impl BoardService {
    pub fn new(repo: Repository, cache: BoardCache, settings: BoardSettings) -> Self {
        Self {
            repo,
            cache,
            settings: Arc::new(RwLock::new(settings)),
        }
    }

    pub fn settings(&self) -> BoardSettings {
        self.settings.read().unwrap_or_else(|e| e.into_inner()).clone()
    }

    /// Replace the board settings used by this service and its clones
    pub fn set_settings(&self, settings: BoardSettings) {
        *self.settings.write().unwrap_or_else(|e| e.into_inner()) = settings;
    }

    pub fn cache(&self) -> &BoardCache {
        &self.cache
    }

    /// Cached board, fetched on first use
    pub async fn load_board(&self, work_site_id: i64) -> Result<Arc<Board>> {
        self.cache.load(work_site_id, &self.repo).await
    }

    pub async fn refresh_board(&self, work_site_id: i64) -> Result<Arc<Board>> {
        self.cache.invalidate_and_refetch(work_site_id, &self.repo).await
    }

    /// Open a work site's board, creating it and its default lists
    /// when it has none.
    pub async fn open_board(&self, work_site_id: i64) -> Result<Arc<Board>> {
        tracing::info!("Opening board for work site {}", work_site_id);

        let settings = self.settings();
        self.repo.ensure_board(work_site_id).await?;
        if settings.create_default_lists {
            self.repo
                .create_default_lists(work_site_id, &settings.default_list_titles)
                .await?;
        }

        self.refresh_board(work_site_id).await
    }

    /// The mutation already succeeded; a failed refetch only leaves the
    /// cache empty until the next load.
    async fn reconcile(&self, work_site_id: i64) {
        if let Err(e) = self.refresh_board(work_site_id).await {
            tracing::warn!("Failed to refresh board {} after update: {}", work_site_id, e);
        }
    }

    // ===== Lists =====

    /// Append a list; without an explicit role it is inferred from the title
    pub async fn create_list(&self, work_site_id: i64, title: &str, role: Option<ListRole>) -> Result<ListRow> {
        let title = validate_title(title)?;
        let role = role.unwrap_or_else(|| infer_list_role(&title));

        tracing::info!("Creating list '{}' ({})", title, role);
        let list = self.repo.create_list(work_site_id, &title, role).await?;

        self.reconcile(work_site_id).await;
        Ok(list)
    }

    /// Rename a list. The role stays as it was.
    pub async fn rename_list(&self, work_site_id: i64, list_id: &str, title: &str) -> Result<ListRow> {
        let title = validate_title(title)?;
        let list = self.repo.rename_list(list_id, &title).await?;

        self.reconcile(work_site_id).await;
        Ok(list)
    }

    pub async fn set_list_role(&self, work_site_id: i64, list_id: &str, role: ListRole) -> Result<ListRow> {
        tracing::info!("Setting role of list {} to {}", list_id, role);
        let list = self.repo.set_list_role(list_id, role).await?;

        self.reconcile(work_site_id).await;
        Ok(list)
    }

    pub async fn delete_list(&self, work_site_id: i64, list_id: &str) -> Result<()> {
        tracing::info!("Deleting list: {}", list_id);
        self.repo.delete_list(list_id).await?;

        self.reconcile(work_site_id).await;
        Ok(())
    }

    /// Renumber a list's cards to evenly spaced positions
    pub async fn compact_list(&self, work_site_id: i64, list_id: &str) -> Result<()> {
        self.repo.renumber_cards(list_id).await?;

        self.reconcile(work_site_id).await;
        Ok(())
    }

    // ===== Cards =====

    pub async fn create_card(
        &self,
        work_site_id: i64,
        list_id: &str,
        title: &str,
        description: Option<String>,
        due_date: Option<DateTime<Utc>>,
    ) -> Result<CardRow> {
        let req = CreateCardRequest {
            list_id: list_id.to_string(),
            title: validate_title(title)?,
            description,
            due_date,
        };

        let card = self.repo.create_card(req).await?;
        tracing::info!("Card created successfully: {}", card.id);

        self.reconcile(work_site_id).await;
        Ok(card)
    }

    pub async fn update_card(&self, work_site_id: i64, mut req: UpdateCardRequest) -> Result<CardRow> {
        if let Some(title) = req.title.as_deref() {
            req.title = Some(validate_title(title)?);
        }

        tracing::debug!("Updating card: {}", req.id);
        let card = self.repo.update_card(req).await?;

        self.reconcile(work_site_id).await;
        Ok(card)
    }

    pub async fn delete_card(&self, work_site_id: i64, card_id: &str) -> Result<()> {
        tracing::info!("Deleting card: {}", card_id);
        self.repo.delete_card(card_id).await?;

        self.reconcile(work_site_id).await;
        Ok(())
    }

    // ===== Labels =====

    pub async fn list_labels(&self) -> Result<Vec<Label>> {
        self.repo.list_labels().await
    }

    pub async fn create_label(&self, title: &str, color: &str) -> Result<Label> {
        let title = validate_title(title)?;
        self.repo.create_label(&title, color).await
    }

    pub async fn delete_label(&self, work_site_id: i64, label_id: &str) -> Result<()> {
        self.repo.delete_label(label_id).await?;

        self.reconcile(work_site_id).await;
        Ok(())
    }

    /// Attach the label if the card lacks it, detach it otherwise.
    /// Returns whether the card has the label afterwards.
    pub async fn toggle_label(&self, work_site_id: i64, card_id: &str, label_id: &str) -> Result<bool> {
        let has_label = self
            .repo
            .card_labels(card_id)
            .await?
            .iter()
            .any(|label| label.id == label_id);

        if has_label {
            self.repo.detach_label(card_id, label_id).await?;
        } else {
            self.repo.attach_label(card_id, label_id).await?;
        }

        self.reconcile(work_site_id).await;
        Ok(!has_label)
    }

    // ===== Checklists =====

    pub async fn create_checklist(&self, work_site_id: i64, card_id: &str, title: &str) -> Result<ChecklistRow> {
        let title = validate_title(title)?;
        let checklist = self.repo.create_checklist(card_id, &title).await?;

        self.reconcile(work_site_id).await;
        Ok(checklist)
    }

    pub async fn delete_checklist(&self, work_site_id: i64, checklist_id: &str) -> Result<()> {
        self.repo.delete_checklist(checklist_id).await?;

        self.reconcile(work_site_id).await;
        Ok(())
    }

    pub async fn add_checklist_item(&self, work_site_id: i64, checklist_id: &str, title: &str) -> Result<ChecklistItem> {
        let title = validate_title(title)?;
        let item = self.repo.add_checklist_item(checklist_id, &title).await?;

        self.reconcile(work_site_id).await;
        Ok(item)
    }

    pub async fn toggle_checklist_item(&self, work_site_id: i64, item_id: &str) -> Result<ChecklistItem> {
        let item = self.repo.get_checklist_item(item_id).await?;
        let item = self.repo.set_checklist_item_checked(item_id, !item.checked).await?;

        self.reconcile(work_site_id).await;
        Ok(item)
    }

    pub async fn rename_checklist_item(&self, work_site_id: i64, item_id: &str, title: &str) -> Result<ChecklistItem> {
        let title = validate_title(title)?;
        let item = self.repo.rename_checklist_item(item_id, &title).await?;

        self.reconcile(work_site_id).await;
        Ok(item)
    }

    pub async fn delete_checklist_item(&self, work_site_id: i64, item_id: &str) -> Result<()> {
        self.repo.delete_checklist_item(item_id).await?;

        self.reconcile(work_site_id).await;
        Ok(())
    }

    // ===== Comments and attachments =====

    pub async fn add_comment(
        &self,
        work_site_id: i64,
        card_id: &str,
        content: &str,
        author: Option<&str>,
    ) -> Result<Comment> {
        let content = validate_comment(content)?;
        let comment = self.repo.add_comment(card_id, &content, author).await?;

        self.reconcile(work_site_id).await;
        Ok(comment)
    }

    pub async fn delete_comment(&self, work_site_id: i64, comment_id: &str) -> Result<()> {
        self.repo.delete_comment(comment_id).await?;

        self.reconcile(work_site_id).await;
        Ok(())
    }

    /// Record an attachment already uploaded elsewhere
    pub async fn add_attachment(&self, work_site_id: i64, req: CreateAttachmentRequest) -> Result<Attachment> {
        if req.filename.trim().is_empty() || req.url.trim().is_empty() {
            return Err(AppError::Validation(
                "Attachment needs a filename and a URL".to_string(),
            ));
        }
        if req.size < 0 {
            return Err(AppError::Validation("Attachment size cannot be negative".to_string()));
        }

        let attachment = self.repo.create_attachment(req).await?;

        self.reconcile(work_site_id).await;
        Ok(attachment)
    }

    pub async fn delete_attachment(&self, work_site_id: i64, attachment_id: &str) -> Result<()> {
        self.repo.delete_attachment(attachment_id).await?;

        self.reconcile(work_site_id).await;
        Ok(())
    }

    pub async fn completion_notifications(&self, work_site_id: i64) -> Result<Vec<CompletionNotification>> {
        self.repo.list_completion_notifications(work_site_id).await
    }
}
◇ ◇ ◇
| Work instructions |
Every line of the listing that includes "CardRow" must be shown.

| Result of this exercise |
    ) -> Result<CardRow> {
    pub async fn update_card(&self, work_site_id: i64, mut req: UpdateCardRequest) -> Result<CardRow> {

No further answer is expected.